Hu Jintao ha continuato: il Pcc ”garantira’ che i dirigenti rispettino la legge nel pensiero e nell’azione. Noi dobbiamo garantire che tutti siano eguali davanti alla legge. Nessuna organizzazione o individuo ha il privilegio di calpestare la Costituzione”.

Non è mancato poi un passaggio sulla riforma della “struttura politica” del Paese, ma nessuna reale apertura in senso democratico delle istituzioni cinesi, con il Pcc che è destinato a rimanere l’unico partito.

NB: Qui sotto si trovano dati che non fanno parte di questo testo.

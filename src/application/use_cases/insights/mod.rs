// ============================================================
// AI INSIGHTS
// ============================================================
// Survey insights, reflection suggestions and dictation via the LLM client

mod prompts;

use std::sync::Arc;

use serde::de::DeserializeOwned;
use tracing::{info, warn};

use crate::domain::error::{AppError, Result};
use crate::domain::insights::{AiInsights, ReflectionSuggestions};
use crate::domain::llm_config::LLMConfig;
use crate::domain::reflection::ReflectionData;
use crate::domain::survey::SurveyAnalysis;
use crate::infrastructure::llm_clients::LLMClient;
use crate::infrastructure::response::{clean_llm_response, extract_json_payload};

pub struct InsightsUseCase {
    llm_client: Arc<dyn LLMClient + Send + Sync>,
}

impl InsightsUseCase {
    pub fn new(llm_client: Arc<dyn LLMClient + Send + Sync>) -> Self {
        Self { llm_client }
    }

    /// Never fails: any error yields `AiInsights::fallback()`
    pub async fn generate_insights(
        &self,
        config: &LLMConfig,
        analysis: &SurveyAnalysis,
    ) -> AiInsights {
        match self.request_insights(config, analysis).await {
            Ok(insights) => {
                info!(
                    themes = insights.themes.len(),
                    sentiment = insights.effective_sentiment(),
                    "Generated survey insights"
                );
                insights
            }
            Err(e) => {
                warn!(error = %e, "Insight generation failed, using fallback");
                AiInsights::fallback()
            }
        }
    }

    async fn request_insights(
        &self,
        config: &LLMConfig,
        analysis: &SurveyAnalysis,
    ) -> Result<AiInsights> {
        let summaries_json = serde_json::to_string(&analysis.summaries)?;
        let prompt = prompts::insights_prompt(&summaries_json, &analysis.feedback);

        self.request_json(config, &prompt, &prompts::insights_schema())
            .await
    }

    /// Never fails: any error yields empty suggestion lists
    pub async fn generate_suggestions(
        &self,
        config: &LLMConfig,
        reflection: &ReflectionData,
        insights: Option<&AiInsights>,
    ) -> ReflectionSuggestions {
        let themes_json = insights
            .and_then(|i| serde_json::to_string(&i.themes).ok())
            .unwrap_or_else(|| "[]".to_string());
        let prompt = prompts::suggestions_prompt(reflection, insights, &themes_json);

        match self
            .request_json::<ReflectionSuggestions>(config, &prompt, &prompts::suggestions_schema())
            .await
        {
            Ok(suggestions) => suggestions,
            Err(e) => {
                warn!(error = %e, "Suggestion generation failed");
                ReflectionSuggestions::default()
            }
        }
    }

    /// Transcribe dictated audio; errors are returned to the caller
    pub async fn transcribe(
        &self,
        config: &LLMConfig,
        audio_base64: &str,
        mime_type: &str,
    ) -> Result<String> {
        if audio_base64.trim().is_empty() {
            return Err(AppError::ValidationError("Audio data is empty".to_string()));
        }

        let raw = self
            .llm_client
            .transcribe(config, audio_base64, mime_type, prompts::TRANSCRIPTION_INSTRUCTION)
            .await?;

        Ok(clean_llm_response(&raw))
    }

    async fn request_json<T: DeserializeOwned>(
        &self,
        config: &LLMConfig,
        prompt: &str,
        schema: &serde_json::Value,
    ) -> Result<T> {
        let raw = self.llm_client.generate_json(config, prompt, schema).await?;
        let payload = extract_json_payload(&raw);
        let payload = if payload.is_empty() { "{}" } else { payload.as_str() };

        serde_json::from_str(payload)
            .map_err(|e| AppError::ParseError(format!("Invalid model JSON: {}", e)))
    }
}

#[cfg(test)]
mod tests {
    use super::*;
    use crate::domain::survey::{Category, QuestionSummary};
    use async_trait::async_trait;
    use serde_json::Value;
    use std::collections::BTreeMap;
    use std::sync::Mutex;

    struct StubClient {
        reply: std::result::Result<String, String>,
        prompts: Mutex<Vec<String>>,
    }

    impl StubClient {
        fn replying(reply: &str) -> Arc<Self> {
            Arc::new(Self {
                reply: Ok(reply.to_string()),
                prompts: Mutex::new(Vec::new()),
            })
        }

        fn failing() -> Arc<Self> {
            Arc::new(Self {
                reply: Err("quota exceeded".to_string()),
                prompts: Mutex::new(Vec::new()),
            })
        }

        fn answer(&self) -> Result<String> {
            self.reply.clone().map_err(AppError::LLMError)
        }
    }

    #[async_trait]
    impl LLMClient for StubClient {
        async fn generate_json(
            &self,
            _config: &LLMConfig,
            prompt: &str,
            _schema: &Value,
        ) -> Result<String> {
            self.prompts.lock().unwrap().push(prompt.to_string());
            self.answer()
        }

        async fn transcribe(
            &self,
            _config: &LLMConfig,
            _audio_base64: &str,
            _mime_type: &str,
            instruction: &str,
        ) -> Result<String> {
            self.prompts.lock().unwrap().push(instruction.to_string());
            self.answer()
        }
    }

    fn analysis() -> SurveyAnalysis {
        SurveyAnalysis {
            summaries: vec![QuestionSummary {
                question: "Mokytis yra įdomu".to_string(),
                counts: BTreeMap::from([("Visiškai sutinku".to_string(), 2)]),
                total: 2,
                average_score: 5.0,
                category: Category::Engagement,
                is_reverse: false,
            }],
            feedback: vec!["Labai patinka eksperimentai".to_string()],
            row_count: 2,
        }
    }

    #[tokio::test]
    async fn test_insights_parsed_from_fenced_json() {
        let client = StubClient::replying(
            "```json\n{\"strengths\":\"Aiškus dėstymas\",\"improvements\":\"Namų darbai\",\"insights\":\"\",\"themes\":[{\"label\":\"Saugumas\",\"description\":\"Jaučiasi saugiai\",\"sentiment\":\"pozityvi\"}],\"sentimentScore\":72}\n```",
        );
        let use_case = InsightsUseCase::new(client.clone());

        let insights = use_case
            .generate_insights(&LLMConfig::default(), &analysis())
            .await;

        assert_eq!(insights.strengths, "Aiškus dėstymas");
        assert_eq!(insights.themes.len(), 1);
        assert_eq!(insights.sentiment_score, 72.0);

        let prompts = client.prompts.lock().unwrap();
        assert!(prompts[0].contains("Mokytis yra įdomu"));
        assert!(prompts[0].contains("Labai patinka eksperimentai"));
    }

    #[tokio::test]
    async fn test_insights_fallback_on_error_and_bad_json() {
        let failing = InsightsUseCase::new(StubClient::failing());
        assert_eq!(
            failing
                .generate_insights(&LLMConfig::default(), &analysis())
                .await,
            AiInsights::fallback()
        );

        let garbage = InsightsUseCase::new(StubClient::replying("ne JSON"));
        assert_eq!(
            garbage
                .generate_insights(&LLMConfig::default(), &analysis())
                .await,
            AiInsights::fallback()
        );
    }

    #[tokio::test]
    async fn test_missing_fields_default() {
        let use_case = InsightsUseCase::new(StubClient::replying(""));
        let insights = use_case
            .generate_insights(&LLMConfig::default(), &analysis())
            .await;

        assert_eq!(insights.strengths, "");
        assert_eq!(insights.sentiment_score, 50.0);
    }

    #[tokio::test]
    async fn test_suggestions_fallback_is_empty() {
        let use_case = InsightsUseCase::new(StubClient::failing());
        let suggestions = use_case
            .generate_suggestions(&LLMConfig::default(), &ReflectionData::default(), None)
            .await;
        assert!(suggestions.is_empty());
    }

    #[tokio::test]
    async fn test_suggestions_parsed() {
        let use_case = InsightsUseCase::new(StubClient::replying(
            r#"{"observationSuggestions":["Pažvelk į temas"],"actionSuggestions":["Pradėk nuo grupinių darbų"]}"#,
        ));
        let insights = AiInsights::fallback();
        let suggestions = use_case
            .generate_suggestions(&LLMConfig::default(), &ReflectionData::default(), Some(&insights))
            .await;

        assert_eq!(suggestions.observation_suggestions, vec!["Pažvelk į temas"]);
        assert!(suggestions.emotion_suggestions.is_empty());
    }

    #[tokio::test]
    async fn test_transcribe_trims_and_propagates_errors() {
        let client = StubClient::replying("  Šiandien pamoka buvo gera.\n");
        let use_case = InsightsUseCase::new(client.clone());
        let text = use_case
            .transcribe(&LLMConfig::default(), "AAAA", "audio/webm")
            .await
            .unwrap();
        assert_eq!(text, "Šiandien pamoka buvo gera.");
        assert!(client.prompts.lock().unwrap()[0].contains("lietuvių kalba"));

        let failing = InsightsUseCase::new(StubClient::failing());
        let err = failing
            .transcribe(&LLMConfig::default(), "AAAA", "audio/webm")
            .await
            .unwrap_err();
        assert!(matches!(err, AppError::LLMError(_)));
    }

    #[tokio::test]
    async fn test_transcribe_rejects_empty_audio() {
        let use_case = InsightsUseCase::new(StubClient::replying("x"));
        let err = use_case
            .transcribe(&LLMConfig::default(), " ", "audio/webm")
            .await
            .unwrap_err();
        assert!(matches!(err, AppError::ValidationError(_)));
    }
}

”La riforma della struttura politica – ha detto – e’ una parte importante delle riforme globali della Cina. Noi dobbiamo continuare i nostri sforzi, attivamente e con prudenza, per perseguire la riforma della struttura politica ed estendere la democrazia popolare”.

Per quanto riguarda l’economia, Hu Jintao ha sottolineato che “in risposta ai cambiamenti economici sul piano nazionale e internazionale occorre accelerare la creazione di un nuovo modello di crescita basato su qualità e prestazioni migliorate”.

Per questo Hu Jintao ha lanciato una sfida: “raddoppiare il Prodotto interno lordo (Pil) del Paese e di reddito medio della popolazione entro il 2020. Nello stesso periodo, ha aggiunto, “faremo in modo che tutta la nostra popolazione sarà coperta dall’assistenza sanitaria pubblica”

La Cina, dunque, deve diventare anche una “una potenza marittima” per difendere “con risolutezza i suoi diritti e i suoi interessi”.

La chiusura dei lavori è prevista per mercoledì, quando Hu Jintao passerà il testimone a Xi Jinping.